LA BALLADE DU PETIT GENERAL… « Un humour délicat enveloppe cette petite féerie qui rappelle parfois le meilleur Prévert. Le ton mineur ce cette pièce n’empêche pas l’auteur de passer en revue les horreurs de la guerre (le mutilé, la paysanne un peu trop spectaculairement blessée). L’insouciance charmante de la vie du petit général fait pendant à la poétique futilité de sa mort. Cette gracieuse « ballade » mériterait l’attention d’un metteur en scène dont l’esprit serait attiré par le merveilleux de cette œuvre »…

Je viens de terminer « Épitaphe pour une crucifiée ». Merci pour ce plaisir. N’attendez pas une critique de moi.
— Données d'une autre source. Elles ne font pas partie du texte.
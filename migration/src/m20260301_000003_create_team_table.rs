use sea_orm_migration::{prelude::*, schema::*};

#[derive(DeriveMigrationName)]
pub struct Migration;

#[async_trait::async_trait]
impl MigrationTrait for Migration {
    async fn up(&self, manager: &SchemaManager) -> Result<(), DbErr> {
        manager
            .create_table(
                Table::create()
                    .table(Team::Table)
                    .if_not_exists()
                    .col(pk_auto(Team::Id))
                    .col(string_len(Team::Gender, 1))
                    .col(string_len(Team::Category, 10))
                    .col(integer(Team::TeamNumber))
                    .to_owned(),
            )
            .await?;

        manager
            .create_index(
                Index::create()
                    .name("idx_team_gender_category_number")
                    .table(Team::Table)
                    .col(Team::Gender)
                    .col(Team::Category)
                    .col(Team::TeamNumber)
                    .unique()
                    .to_owned(),
            )
            .await
    }

    async fn down(&self, manager: &SchemaManager) -> Result<(), DbErr> {
        manager
            .drop_table(Table::drop().table(Team::Table).to_owned())
            .await
    }
}

#[derive(DeriveIden)]
pub enum Team {
    Table,
    Id,
    Gender,
    Category,
    TeamNumber,
}
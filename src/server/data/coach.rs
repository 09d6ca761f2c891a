use sea_orm::{
    ActiveModelTrait, ActiveValue, ColumnTrait, DatabaseConnection, DbErr, EntityTrait,
    PaginatorTrait, QueryFilter, QueryOrder,
};

use crate::server::{
    data::sort::parse_sort,
    hypermedia::page::PageRequest,
    model::coach::{Coach, CoachParams},
};

pub struct CoachRepository<'a> {
    db: &'a DatabaseConnection,
}

impl<'a> CoachRepository<'a> {
    pub fn new(db: &'a DatabaseConnection) -> Self {
        Self { db }
    }

    /// Creates a new coach
    pub async fn create(&self, params: CoachParams) -> Result<Coach, DbErr> {
        let entity = entity::coach::ActiveModel {
            name: ActiveValue::Set(params.name),
            surname: ActiveValue::Set(params.surname),
            email: ActiveValue::Set(params.email),
            phone: ActiveValue::Set(params.phone),
            ..Default::default()
        }
        .insert(self.db)
        .await?;

        Ok(Coach::from_entity(entity))
    }

    /// Finds a coach by ID
    pub async fn find_by_id(&self, id: i32) -> Result<Option<Coach>, DbErr> {
        let entity = entity::prelude::Coach::find_by_id(id).one(self.db).await?;

        Ok(entity.map(Coach::from_entity))
    }

    /// Gets one page of coaches
    ///
    /// # Returns
    /// - `Ok((coaches, total))`: Coaches of the page and total count
    /// - `Err(DbErr)`: Database error
    pub async fn get_paginated(&self, request: &PageRequest) -> Result<(Vec<Coach>, u64), DbErr> {
        let mut query = entity::prelude::Coach::find();
        if let Some((field, order)) = parse_sort(request.sort.as_deref()) {
            if let Some(column) = sort_column(field) {
                query = query.order_by(column, order);
            }
        }

        let paginator = query
            .order_by_asc(entity::coach::Column::Id)
            .paginate(self.db, request.size);

        let total = paginator.num_items().await?;
        let coaches = paginator.fetch_page(request.page).await?;

        Ok((coaches.into_iter().map(Coach::from_entity).collect(), total))
    }

    /// Gets every coach ordered by ID
    pub async fn get_all(&self) -> Result<Vec<Coach>, DbErr> {
        let coaches = entity::prelude::Coach::find()
            .order_by_asc(entity::coach::Column::Id)
            .all(self.db)
            .await?;

        Ok(coaches.into_iter().map(Coach::from_entity).collect())
    }

    /// Updates every field of a coach
    pub async fn update(&self, id: i32, params: CoachParams) -> Result<Coach, DbErr> {
        let coach = entity::prelude::Coach::find_by_id(id)
            .one(self.db)
            .await?
            .ok_or(DbErr::RecordNotFound(format!("Coach with id {} not found", id)))?;

        let mut active_model: entity::coach::ActiveModel = coach.into();
        active_model.name = ActiveValue::Set(params.name);
        active_model.surname = ActiveValue::Set(params.surname);
        active_model.email = ActiveValue::Set(params.email);
        active_model.phone = ActiveValue::Set(params.phone);

        let updated = active_model.update(self.db).await?;

        Ok(Coach::from_entity(updated))
    }

    /// Deletes a coach and, through the foreign key cascade, their team roles
    pub async fn delete(&self, id: i32) -> Result<u64, DbErr> {
        let result = entity::prelude::Coach::delete_by_id(id).exec(self.db).await?;

        Ok(result.rows_affected)
    }

    /// Loads the given coaches in one query
    pub async fn get_by_ids(&self, ids: Vec<i32>) -> Result<Vec<entity::coach::Model>, DbErr> {
        if ids.is_empty() {
            return Ok(Vec::new());
        }

        entity::prelude::Coach::find()
            .filter(entity::coach::Column::Id.is_in(ids))
            .all(self.db)
            .await
    }
}

fn sort_column(field: &str) -> Option<entity::coach::Column> {
    use entity::coach::Column;

    match field {
        "id" => Some(Column::Id),
        "name" => Some(Column::Name),
        "surname" => Some(Column::Surname),
        "email" => Some(Column::Email),
        _ => None,
    }
}
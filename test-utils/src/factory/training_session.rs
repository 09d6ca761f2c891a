//! Training session factory for creating test training session entities.

use crate::fixture;
use chrono::NaiveTime;
use sea_orm::{ActiveModelTrait, ActiveValue, DatabaseConnection, DbErr};

/// Factory for creating test training sessions of an existing team and hall.
pub struct TrainingSessionFactory<'a> {
    db: &'a DatabaseConnection,
    entity: entity::training_session::Model,
}

impl<'a> TrainingSessionFactory<'a> {
    /// Creates a new TrainingSessionFactory with fixture defaults.
    ///
    /// # Arguments
    /// - `db` - Database connection for inserting the entity
    /// - `team_id` - Team the session belongs to
    /// - `hall_id` - Hall the session takes place in
    pub fn new(db: &'a DatabaseConnection, team_id: i32, hall_id: i32) -> Self {
        let entity = fixture::training_session::entity_builder()
            .team_id(team_id)
            .hall_id(hall_id)
            .build();

        Self { db, entity }
    }

    pub fn day_of_week(mut self, day_of_week: impl Into<String>) -> Self {
        self.entity.day_of_week = day_of_week.into();
        self
    }

    pub fn start_time(mut self, start_time: NaiveTime) -> Self {
        self.entity.start_time = start_time;
        self
    }

    pub fn end_time(mut self, end_time: NaiveTime) -> Self {
        self.entity.end_time = end_time;
        self
    }

    /// Builds and inserts the training session entity into the database.
    pub async fn build(self) -> Result<entity::training_session::Model, DbErr> {
        entity::training_session::ActiveModel {
            id: ActiveValue::NotSet,
            day_of_week: ActiveValue::Set(self.entity.day_of_week),
            start_time: ActiveValue::Set(self.entity.start_time),
            end_time: ActiveValue::Set(self.entity.end_time),
            hall_id: ActiveValue::Set(self.entity.hall_id),
            team_id: ActiveValue::Set(self.entity.team_id),
        }
        .insert(self.db)
        .await
    }
}

/// Creates a Monday 18:00-19:30 training session.
pub async fn create_training_session(
    db: &DatabaseConnection,
    team_id: i32,
    hall_id: i32,
) -> Result<entity::training_session::Model, DbErr> {
    TrainingSessionFactory::new(db, team_id, hall_id)
        .build()
        .await
}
On sort assez secoué de cette pièce. Elle passe un peu en vous comme un orage, avec quelle sombre fureur ! Permettez-moi de vous louer sans vergogne, bassement. J’aime tout, j’ai suivi votre propos pas à pas, en imaginant la mise en scène, les éclairages… Il y a des tirades qui planent. Je pense à ce qu’elles donneraient dans la bouche d’un Alain Cluny, par exemple…

J’ai lu votre « Petit Général ». C’est ravissant. J’ai eu le plaisir égoïste de penser que vous avez bien du talent et que j’ai été un des premiers à le reconnaître. Vous avez un ton qui n’est qu’à vous. Cette pièce est différente… Jouée par des comédiens c’est du caviar !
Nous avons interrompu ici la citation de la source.